Clinical Significance

Diseases of the heart are the number one cause of death in the United States, killing more than 600,000 people annually and accounting for one out of every four American deaths. Cardiac deterioration occurs in both acute and chronic fashion.

Major modifiable risk factors attributed to the development of chronic cardiac pathology include body weight, tobacco use, serum glucose and lipid levels, and blood pressure. Primary prevention for the general public should focus on maintenance of a body mass index (BMI) less than 25 kg/m^2, consuming a healthful diet, avoidance of tobacco, systolic pressures of less than 140 mmHg and diastolic pressures less than 90 mmHg, LDL cholesterol less than 130 mg/dL, HDL cholesterol greater than 35 mg/dL, and glycated hemoglobin less than 6.5%. Secondary prevention of chronic disease focuses on correcting deviations from these goals. Tools include aids for smoking cessation, hypoglycemic agents, antihypertensives, lipid-altering therapies, weight loss, and dietary modification. Once the decline in cardiac function becomes evident, assessment by echocardiogram is warranted. When ejection fraction is reduced below 50%, the condition is called diastolic heart failure. With the further decline in the function below 40%, the condition becomes systolic heart failure. Interventions for each diagnosis is variable and complex, but the goal for each is to preserve function, minimize symptoms, and prevent disease progression.

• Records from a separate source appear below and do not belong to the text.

use crate::app::View;
use std::path::PathBuf;
use thiserror::Error;

/// The only message shown to the user when an analysis fails
pub const ANALYSIS_FAILURE_NOTICE: &str =
    "AI analysis failed. Please check your API key and try again.";

/// Main error type for ReviewIQ
#[derive(Error, Debug)]
pub enum ReviewIqError {
    /// Configuration related errors
    #[error("Configuration error: {0}")]
    Config(String),

    /// Configuration validation errors
    #[error("Configuration validation failed: {errors:?}")]
    ConfigValidation { errors: Vec<ValidationError> },

    /// Configuration file not found
    #[error("Configuration file not found: {path}")]
    ConfigNotFound { path: PathBuf },

    /// Invalid configuration value
    #[error("Invalid configuration value at {path}: {message}")]
    InvalidConfigValue { path: String, message: String },

    /// Input rejected before any external call was made
    #[error("Invalid input: {0}")]
    InvalidInput(String),

    /// The external analysis call failed as a whole
    #[error("Analysis failed: {0}")]
    Analysis(#[from] AnalysisFailure),

    /// A view was requested that is not reachable in the current state
    #[error("View '{0}' is not available until an analysis exists")]
    ViewUnavailable(View),

    /// History record not found
    #[error("History record not found: {id}")]
    HistoryNotFound { id: String },

    /// IO errors
    #[error("IO error: {context}: {source}")]
    Io {
        source: std::io::Error,
        context: String,
    },

    /// TOML deserialization errors
    #[error("TOML error: {0}")]
    Toml(#[from] toml::de::Error),

    /// TOML serialization errors
    #[error("TOML serialization error: {0}")]
    TomlSerialization(#[from] toml::ser::Error),

    /// JSON errors
    #[error("JSON error: {context}: {source}")]
    Json {
        source: serde_json::Error,
        context: String,
    },

    /// Database errors
    #[error("Database error: {0}")]
    Database(#[from] rusqlite::Error),

    /// Generic errors
    #[error(transparent)]
    Other(#[from] anyhow::Error),
}

impl ReviewIqError {
    /// Whether this error came from the external analysis call
    pub fn is_analysis_failure(&self) -> bool {
        matches!(self, ReviewIqError::Analysis(_))
    }

    /// Line printed on stderr before exiting. Analysis failures never show
    /// their cause here; it is logged where the submission fails.
    pub fn user_message(&self) -> String {
        if self.is_analysis_failure() {
            ANALYSIS_FAILURE_NOTICE.to_string()
        } else {
            format!("Error: {}", self)
        }
    }
}

/// Cause of a failed analysis call.
///
/// Every variant is terminal for the submission that produced it; the cause
/// is kept for logging and for the retry decision only.
#[derive(Error, Debug)]
pub enum AnalysisFailure {
    /// Network level failure (DNS, connect, reset)
    #[error("transport error: {0}")]
    Transport(String),

    /// The attempt exceeded the configured timeout
    #[error("request timed out after {secs}s")]
    Timeout { secs: u64 },

    /// Non-success HTTP status from the model endpoint
    #[error("HTTP {status}: {message}")]
    Status { status: u16, message: String },

    /// API key environment variable missing or empty
    #[error("API key not configured (set {env_var})")]
    MissingApiKey { env_var: String },

    /// The endpoint answered but returned no candidate text
    #[error("model returned no content")]
    EmptyResponse,

    /// Reply text was not a valid analysis document
    #[error("malformed response: {0}")]
    MalformedResponse(String),

    /// `individualAnalysis` indices do not cover the input exactly once
    #[error("individual analysis does not match input: {0}")]
    IndexMismatch(String),
}

impl AnalysisFailure {
    /// Whether another attempt could plausibly succeed
    pub fn is_retryable(&self) -> bool {
        match self {
            AnalysisFailure::Transport(_) | AnalysisFailure::Timeout { .. } => true,
            AnalysisFailure::Status { status, .. } => *status == 429 || *status >= 500,
            _ => false,
        }
    }
}

/// Configuration validation error
#[derive(Debug, Clone)]
pub struct ValidationError {
    /// Path to the configuration key that failed validation
    pub path: String,
    /// Error message describing the validation failure
    pub message: String,
}

impl ValidationError {
    pub fn new(path: impl Into<String>, message: impl Into<String>) -> Self {
        Self {
            path: path.into(),
            message: message.into(),
        }
    }
}

/// Result type for ReviewIQ operations
pub type Result<T> = std::result::Result<T, ReviewIqError>;
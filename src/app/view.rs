use serde::{Deserialize, Serialize};
use std::fmt;
use std::str::FromStr;

/// The five mutually exclusive screens
#[derive(Debug, Clone, Copy, PartialEq, Eq, Hash, Serialize, Deserialize)]
#[serde(rename_all = "lowercase")]
pub enum View {
    Upload,
    Dashboard,
    Reviews,
    Actions,
    History,
}

impl View {
    pub const ALL: [View; 5] = [
        View::Upload,
        View::Dashboard,
        View::Reviews,
        View::Actions,
        View::History,
    ];

    /// Views that render a slice of the current analysis
    pub fn requires_analysis(&self) -> bool {
        matches!(self, View::Dashboard | View::Reviews | View::Actions)
    }

    pub fn as_str(&self) -> &'static str {
        match self {
            View::Upload => "upload",
            View::Dashboard => "dashboard",
            View::Reviews => "reviews",
            View::Actions => "actions",
            View::History => "history",
        }
    }
}

impl fmt::Display for View {
    fn fmt(&self, f: &mut fmt::Formatter<'_>) -> fmt::Result {
        f.pad(self.as_str())
    }
}

impl FromStr for View {
    type Err = String;

    fn from_str(s: &str) -> Result<Self, Self::Err> {
        View::ALL
            .iter()
            .find(|v| v.as_str().eq_ignore_ascii_case(s.trim()))
            .copied()
            .ok_or_else(|| format!("unknown view '{}'", s))
    }
}

#[cfg(test)]
mod tests {
    use super::*;

    #[test]
    fn test_guarded_views() {
        assert!(!View::Upload.requires_analysis());
        assert!(!View::History.requires_analysis());
        assert!(View::Dashboard.requires_analysis());
        assert!(View::Reviews.requires_analysis());
        assert!(View::Actions.requires_analysis());
    }

    #[test]
    fn test_parse() {
        assert_eq!("Dashboard".parse::<View>().unwrap(), View::Dashboard);
        assert!("settings".parse::<View>().is_err());
    }
}
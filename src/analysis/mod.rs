//! Review analysis via a hosted generative model
//!
//! One submission produces one request. The reply is parsed as an
//! [`AnalysisResult`] and its `individualAnalysis` indices are checked against
//! the submitted batch before anything is handed back to the caller.

pub mod client;
pub mod model;
pub mod prompt;

pub use client::{GeminiClient, ModelClient};
pub use model::{
    ActionSuggestions, AnalysisResult, EmotionShare, IndividualAnalysis, OverallSentiment,
    Sentiment, Theme, TopKeywords,
};
pub use prompt::AnalysisRequest;

use crate::config::LlmConfig;
use crate::error::{AnalysisFailure, Result, ReviewIqError};
use crate::reviews::{BusinessCategory, Review};
use std::sync::Arc;
use std::time::Duration;
use tracing::{debug, info, warn};

/// Runs analysis calls with the configured retry policy
pub struct Analyzer {
    client: Arc<dyn ModelClient>,
    temperature: f32,
    max_retries: u32,
    retry_backoff: Duration,
}

impl Analyzer {
    pub fn new(client: Arc<dyn ModelClient>, config: &LlmConfig) -> Self {
        Self {
            client,
            temperature: config.temperature,
            max_retries: config.max_retries,
            retry_backoff: Duration::from_millis(config.retry_backoff_ms),
        }
    }

    /// Analyze a batch of reviews.
    ///
    /// Input is checked before dispatch; an empty batch or business name never
    /// reaches the model. Any failure after dispatch is returned as a single
    /// [`ReviewIqError::Analysis`].
    pub async fn analyze(
        &self,
        reviews: &[Review],
        business_name: &str,
        category: &BusinessCategory,
    ) -> Result<AnalysisResult> {
        validate_input(reviews, business_name)?;

        let request = AnalysisRequest::build(reviews, business_name, category, self.temperature);

        info!(
            "Analyzing {} reviews for '{}' ({})",
            reviews.len(),
            business_name,
            category
        );

        let text = self.generate_with_retry(&request).await?;
        let result = parse_response(&text, reviews.len())?;

        info!(
            "Analysis complete: {} (score {}), {} themes",
            result.overall_sentiment,
            result.sentiment_score,
            result.themes.len()
        );

        Ok(result)
    }

    async fn generate_with_retry(
        &self,
        request: &AnalysisRequest,
    ) -> std::result::Result<String, AnalysisFailure> {
        let attempts = self.max_retries + 1;
        let mut delay = self.retry_backoff;
        let mut attempt = 0;

        loop {
            attempt += 1;
            match self.client.generate(request).await {
                Ok(text) => return Ok(text),
                Err(e) if e.is_retryable() && attempt < attempts => {
                    warn!(
                        "Model call failed (attempt {}/{}): {}. Retrying in {:?}...",
                        attempt, attempts, e, delay
                    );
                    tokio::time::sleep(delay).await;
                    delay *= 2;
                }
                Err(e) => {
                    debug!("Giving up after {} attempt(s)", attempt);
                    return Err(e);
                }
            }
        }
    }
}

/// Reject input that must never be sent to the model
pub fn validate_input(reviews: &[Review], business_name: &str) -> Result<()> {
    if business_name.trim().is_empty() {
        return Err(ReviewIqError::InvalidInput(
            "business name cannot be empty".to_string(),
        ));
    }
    if reviews.is_empty() {
        return Err(ReviewIqError::InvalidInput(
            "at least one review is required".to_string(),
        ));
    }
    if let Some(pos) = reviews.iter().position(|r| r.text.trim().is_empty()) {
        return Err(ReviewIqError::InvalidInput(format!(
            "review #{} is empty",
            pos
        )));
    }
    Ok(())
}

/// Parse reply text and check it against a batch of `expected` reviews
pub fn parse_response(
    text: &str,
    expected: usize,
) -> std::result::Result<AnalysisResult, AnalysisFailure> {
    let mut result: AnalysisResult = serde_json::from_str(text)
        .map_err(|e| AnalysisFailure::MalformedResponse(e.to_string()))?;

    validate_indices(&mut result, expected)?;
    Ok(result)
}

/// Indices must cover `0..expected` exactly once. On success the list is
/// ordered by index so position and index agree.
pub fn validate_indices(
    result: &mut AnalysisResult,
    expected: usize,
) -> std::result::Result<(), AnalysisFailure> {
    let mut seen = vec![false; expected];

    for entry in &result.individual_analysis {
        match seen.get_mut(entry.index) {
            None => {
                return Err(AnalysisFailure::IndexMismatch(format!(
                    "index {} out of range for {} reviews",
                    entry.index, expected
                )))
            }
            Some(true) => {
                return Err(AnalysisFailure::IndexMismatch(format!(
                    "index {} appears more than once",
                    entry.index
                )))
            }
            Some(slot) => *slot = true,
        }
    }

    let missing: Vec<usize> = seen
        .iter()
        .enumerate()
        .filter(|(_, s)| !**s)
        .map(|(i, _)| i)
        .collect();
    if !missing.is_empty() {
        return Err(AnalysisFailure::IndexMismatch(format!(
            "missing indices {:?}",
            missing
        )));
    }

    result.individual_analysis.sort_by_key(|a| a.index);
    Ok(())
}
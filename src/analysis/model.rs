//! Analysis Result document returned by the hosted model
use serde::{Deserialize, Deserializer, Serialize};
use std::fmt;
use std::str::FromStr;

/// Aggregate sentiment for the whole batch
#[derive(Debug, Clone, Copy, PartialEq, Eq, Serialize, Deserialize)]
pub enum OverallSentiment {
    Positive,
    Neutral,
    Negative,
}

impl fmt::Display for OverallSentiment {
    fn fmt(&self, f: &mut fmt::Formatter<'_>) -> fmt::Result {
        let s = match self {
            OverallSentiment::Positive => "Positive",
            OverallSentiment::Neutral => "Neutral",
            OverallSentiment::Negative => "Negative",
        };
        f.pad(s)
    }
}

/// Sentiment of a single theme or review
#[derive(Debug, Clone, Copy, PartialEq, Eq, Hash, Serialize, Deserialize)]
#[serde(rename_all = "lowercase")]
pub enum Sentiment {
    Positive,
    Negative,
    Neutral,
}

impl Sentiment {
    pub fn as_str(&self) -> &'static str {
        match self {
            Sentiment::Positive => "positive",
            Sentiment::Negative => "negative",
            Sentiment::Neutral => "neutral",
        }
    }
}

impl fmt::Display for Sentiment {
    fn fmt(&self, f: &mut fmt::Formatter<'_>) -> fmt::Result {
        f.pad(self.as_str())
    }
}

impl FromStr for Sentiment {
    type Err = String;

    fn from_str(s: &str) -> Result<Self, Self::Err> {
        match s.trim().to_lowercase().as_str() {
            "positive" => Ok(Sentiment::Positive),
            "negative" => Ok(Sentiment::Negative),
            "neutral" => Ok(Sentiment::Neutral),
            other => Err(format!(
                "unknown sentiment '{}', expected positive, negative or neutral",
                other
            )),
        }
    }
}

/// A named topic cluster
#[derive(Debug, Clone, PartialEq, Serialize, Deserialize)]
pub struct Theme {
    pub name: String,
    pub count: f64,
    pub sentiment: Sentiment,
}

#[derive(Debug, Clone, Default, PartialEq, Serialize, Deserialize)]
pub struct TopKeywords {
    pub positive: Vec<String>,
    pub negative: Vec<String>,
}

/// Relative magnitude of one emotion; values need not sum to 100
#[derive(Debug, Clone, PartialEq, Serialize, Deserialize)]
pub struct EmotionShare {
    pub name: String,
    pub value: f64,
}

#[derive(Debug, Clone, Default, PartialEq, Serialize, Deserialize)]
pub struct ActionSuggestions {
    pub improvements: Vec<String>,
    pub marketing: Vec<String>,
    pub support: Vec<String>,
}

/// Per-review annotation, correlated with the input by `index`
#[derive(Debug, Clone, PartialEq, Serialize, Deserialize)]
pub struct IndividualAnalysis {
    #[serde(deserialize_with = "deserialize_index")]
    pub index: usize,
    pub sentiment: Sentiment,
    pub category: String,
    pub emotions: Vec<String>,
}

#[derive(Debug, Clone, PartialEq, Serialize, Deserialize)]
#[serde(rename_all = "camelCase")]
pub struct AnalysisResult {
    pub summary: String,
    pub overall_sentiment: OverallSentiment,
    /// Health index on a 0 to 100 scale, kept exactly as returned
    pub sentiment_score: f64,
    pub themes: Vec<Theme>,
    pub top_keywords: TopKeywords,
    pub emotion_distribution: Vec<EmotionShare>,
    pub repeated_complaints: Vec<String>,
    pub repeated_highlights: Vec<String>,
    pub action_suggestions: ActionSuggestions,
    pub individual_analysis: Vec<IndividualAnalysis>,
}

impl AnalysisResult {
    /// Annotation for the review at `index`, if the model produced one
    pub fn annotation(&self, index: usize) -> Option<&IndividualAnalysis> {
        self.individual_analysis.iter().find(|a| a.index == index)
    }
}

/// JSON numbers from the model may arrive as `3` or `3.0`
fn deserialize_index<'de, D>(deserializer: D) -> Result<usize, D::Error>
where
    D: Deserializer<'de>,
{
    let value = serde_json::Number::deserialize(deserializer)?;

    if let Some(n) = value.as_u64() {
        return usize::try_from(n).map_err(serde::de::Error::custom);
    }

    match value.as_f64() {
        Some(f) if f >= 0.0 && f.fract() == 0.0 && f <= usize::MAX as f64 => Ok(f as usize),
        _ => Err(serde::de::Error::custom(format!(
            "index must be a non-negative integer, got {}",
            value
        ))),
    }
}
use super::{decode_log, encode_log, HistoryRecord, HistoryStore};
use crate::error::Result;
use crate::storage::Database;

/// History store that keeps the whole log under one key in SQLite
pub struct SqliteHistoryStore {
    db: Database,
    key: String,
}

impl SqliteHistoryStore {
    pub fn new(db: Database, key: impl Into<String>) -> Self {
        Self {
            db,
            key: key.into(),
        }
    }
}

impl HistoryStore for SqliteHistoryStore {
    fn get_all(&self) -> Result<Vec<HistoryRecord>> {
        match self.db.get(&self.key)? {
            Some(text) => decode_log(&text),
            None => Ok(Vec::new()),
        }
    }

    fn append(&self, record: HistoryRecord) -> Result<()> {
        let mut records = self.get_all()?;
        records.insert(0, record);
        self.db.set(&self.key, &encode_log(&records)?)
    }
}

Acute failure of the heart to perfuse tissue is called shock. Three primary categories exist based on origin: cardiogenic, distributive, and hypovolemic. Cardiogenic shock denotes the heart as the reason for poor blood supply. Most often, it arises secondary to an underlying chronic disease. Over time the heart becomes unable to pump blood forward, and fluid accumulates behind the location. In left-sided heart failure, fluid accumulates in the lungs making it hard to breathe. In right-sided heart failure, fluid accumulates in the venous system and liver. Hepatomegaly, lower extremity edema, and jugular venous distension are the result. Distributive shock represents an inability to retain blood within the vasculature. It is most often seen in cases of sepsis. Disseminated pathogens release cytokines that cause a precipitous decline in systemic vascular resistance leading to massive tissue extravasation. Low intravascular volume causes hypovolemic shock. Although similar to distributive shock, systemic vascular resistance is elevated. Most often, hypovolemic shock is observed in states of severe dehydration or hemorrhage. Therapy for each class of acute heart failure is guided by etiology, symptomology, and patient characteristics.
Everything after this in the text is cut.